Given records
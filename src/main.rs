use std::path::PathBuf;
use std::process::ExitCode;

use clap::Parser;
use log::info;

use fbview::config;
use fbview::doc::ImageDocument;
use fbview::fb::{self, LinuxFramebuffer};
use fbview::viewer;

#[derive(Parser)]
#[command(name = "fbview", about = "Paginated raster document viewer for the Linux framebuffer")]
struct Cli {
    /// Rotation in degrees
    #[arg(short = 'r', long = "rotate")]
    rotate: Option<i32>,

    /// Zoom in percent/10 (15 = 150%)
    #[arg(short = 'z', long = "zoom")]
    zoom: Option<u32>,

    /// Initial page
    #[arg(short = 'p', long = "page", default_value_t = 1)]
    page: usize,

    /// Log output file path (enables logging when specified)
    #[arg(long)]
    log: Option<PathBuf>,

    /// Image file, or directory of image files (one page per file)
    input: Option<PathBuf>,
}

fn main() -> ExitCode {
    let cli = Cli::parse();

    if let Some(log_path) = &cli.log {
        let file = match std::fs::File::create(log_path) {
            Ok(f) => f,
            Err(e) => {
                eprintln!("fbview: cannot open log file {}: {e}", log_path.display());
                return ExitCode::FAILURE;
            }
        };
        env_logger::Builder::from_default_env()
            .target(env_logger::Target::Pipe(Box::new(file)))
            .init();
    }
    // no --log: logger stays uninitialized so nothing scribbles on the
    // terminal the status line lives on

    let mut cfg = match config::load_config() {
        Ok(c) => c,
        Err(e) => {
            eprintln!("fbview: {e:#}");
            return ExitCode::FAILURE;
        }
    };
    cfg.merge_cli(cli.zoom, cli.rotate);
    let config = cfg.resolve();

    let Some(input) = cli.input else {
        eprintln!("usage: fbview [-r rotation] [-z zoom x10] [-p page] filename");
        return ExitCode::FAILURE;
    };

    let doc = match ImageDocument::open(&input) {
        Ok(d) => d,
        Err(e) => {
            eprintln!("fbview: cannot open <{}>: {e}", input.display());
            return ExitCode::FAILURE;
        }
    };

    let device = fb::device_path(config.device.as_deref());
    let mut display = match LinuxFramebuffer::open(&device) {
        Ok(d) => d,
        Err(e) => {
            eprintln!("fbview: {e}");
            return ExitCode::FAILURE;
        }
    };

    use fbview::doc::Document;
    let start_page = cli.page.clamp(1, doc.page_count());
    info!(
        "fbview: {} page {start_page}/{}",
        input.display(),
        doc.page_count()
    );

    let label = input.display().to_string();
    let reopen_path = input.clone();
    let opener = Box::new(move || ImageDocument::open(&reopen_path));

    if let Err(e) = viewer::run(doc, opener, label, &mut display, &config, start_page) {
        eprintln!("fbview: {e:#}");
        return ExitCode::FAILURE;
    }
    ExitCode::SUCCESS
}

Directions for this task
Only the number should be given: how many lines in the entries above contain the string "eprintln"?

Answer to this problem
6